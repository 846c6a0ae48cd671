use anyhow::{Context, Result};
use clap::Parser;
use tracing_subscriber::EnvFilter;

mod client;
mod config;
mod error;
mod llm;
mod models;
mod playlist;

#[cfg(test)]
mod playlist_tests;

use crate::client::SpotifyClient;
use crate::config::load_config;
use crate::llm::AnthropicClient;
use crate::playlist::{GenerationRequest, GenerationSettings, PlaylistGenerator};

#[derive(Parser)]
#[command(name = "mood-playlist")]
#[command(about = "Turn a free-text mood description into a Spotify playlist")]
#[command(version)]
struct Args {
    /// What the playlist should feel like, e.g. "rainy sunday morning"
    description: String,

    /// Spotify access token (overrides SPOTIFY_ACCESS_TOKEN)
    #[arg(short = 't', long = "token")]
    token: Option<String>,

    /// Spotify user id (overrides SPOTIFY_USER_ID; looked up from the token if unset)
    #[arg(short = 'u', long = "user")]
    user: Option<String>,

    /// Path to a JSON file overriding generation limits
    #[arg(short = 's', long = "settings")]
    settings_file: Option<String>,

    /// Interpret, search and score, then print the playlist instead of creating it
    #[arg(short = 'd', long = "dry-run")]
    dry_run: bool,

    /// Print the result as JSON
    #[arg(long = "json")]
    json: bool,

    /// Quiet mode - only warnings and errors are logged
    #[arg(short = 'q', long = "quiet", conflicts_with = "verbose")]
    quiet: bool,

    /// Verbose mode - log every request and the raw model reply
    #[arg(short = 'v', long = "verbose")]
    verbose: bool,
}

fn init_logging(args: &Args) {
    let default_level = if args.quiet {
        "warn"
    } else if args.verbose {
        "debug"
    } else {
        "info"
    };
    let filter = EnvFilter::try_from_default_env()
        .unwrap_or_else(|_| EnvFilter::new(format!("mood_playlist={default_level}")));

    tracing_subscriber::fmt()
        .with_env_filter(filter)
        .with_target(false)
        .with_writer(std::io::stderr)
        .init();
}

fn main() -> Result<()> {
    let args = Args::parse();
    init_logging(&args);

    // Load configuration from .env
    let config = load_config()?;

    let settings = match &args.settings_file {
        Some(path) => GenerationSettings::load_from_file(path)
            .with_context(|| format!("Failed to load settings from '{path}'"))?,
        None => GenerationSettings::default(),
    };

    let access_token = args
        .token
        .clone()
        .or_else(|| config.spotify_access_token.clone())
        .context("No Spotify access token: pass --token or set SPOTIFY_ACCESS_TOKEN")?;

    let catalog = SpotifyClient::new(&config.spotify_url, config.http_timeout);
    let model = AnthropicClient::new(&config);

    // Resolve the user and check the token in one call when no id was given
    let user_id = match args.user.clone().or_else(|| config.spotify_user_id.clone()) {
        Some(user_id) => user_id,
        None => {
            tracing::info!("Looking up Spotify user for the access token...");
            catalog
                .current_user_id(&access_token)
                .context("Spotify connection failed")?
        }
    };

    let generator = PlaylistGenerator::new(&catalog, &model, settings);
    let request = GenerationRequest {
        description: args.description.clone(),
        user_id,
        access_token,
    };

    if args.dry_run {
        let draft = generator.preview(request)?;

        println!("\nDRY RUN: playlist '{}' (not created)", draft.name);
        println!("   {}", draft.description);
        for (i, scored) in draft.tracks.iter().enumerate() {
            let features = scored
                .features
                .as_ref()
                .map(|f| {
                    format!(
                        " | E:{:.2} V:{:.2} {:.0}bpm",
                        f.energy, f.valence, f.tempo
                    )
                })
                .unwrap_or_default();
            println!(
                "     {}. \"{}\" by {} [score {}]{}",
                i + 1,
                scored.track.title,
                scored.track.primary_artist,
                scored.score,
                features
            );
        }
        return Ok(());
    }

    let result = generator.generate(request)?;

    if args.json {
        println!("{}", serde_json::to_string_pretty(&result)?);
        return Ok(());
    }

    println!("\n✓ Created playlist '{}' with {} tracks", result.name, result.track_count);
    println!("   {}", result.url);
    println!("\nPreview:");
    for (i, track) in result.preview.iter().enumerate() {
        println!("   {}. {} - {}", i + 1, track.name, track.artist);
    }

    Ok(())
}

◆ ◆ ◆ ◆ ◆

TASK TO CARRY OUT → Beginning at the line with "id was given" and ending at the line with "let features = scored", reproduce each line of the data above exactly, and add no other lines.

OUTPUT BELOW →
    // Resolve the user and check the token in one call when no id was given
    let user_id = match args.user.clone().or_else(|| config.spotify_user_id.clone()) {
        Some(user_id) => user_id,
        None => {
            tracing::info!("Looking up Spotify user for the access token...");
            catalog
                .current_user_id(&access_token)
                .context("Spotify connection failed")?
        }
    };

    let generator = PlaylistGenerator::new(&catalog, &model, settings);
    let request = GenerationRequest {
        description: args.description.clone(),
        user_id,
        access_token,
    };

    if args.dry_run {
        let draft = generator.preview(request)?;

        println!("\nDRY RUN: playlist '{}' (not created)", draft.name);
        println!("   {}", draft.description);
        for (i, scored) in draft.tracks.iter().enumerate() {
            let features = scored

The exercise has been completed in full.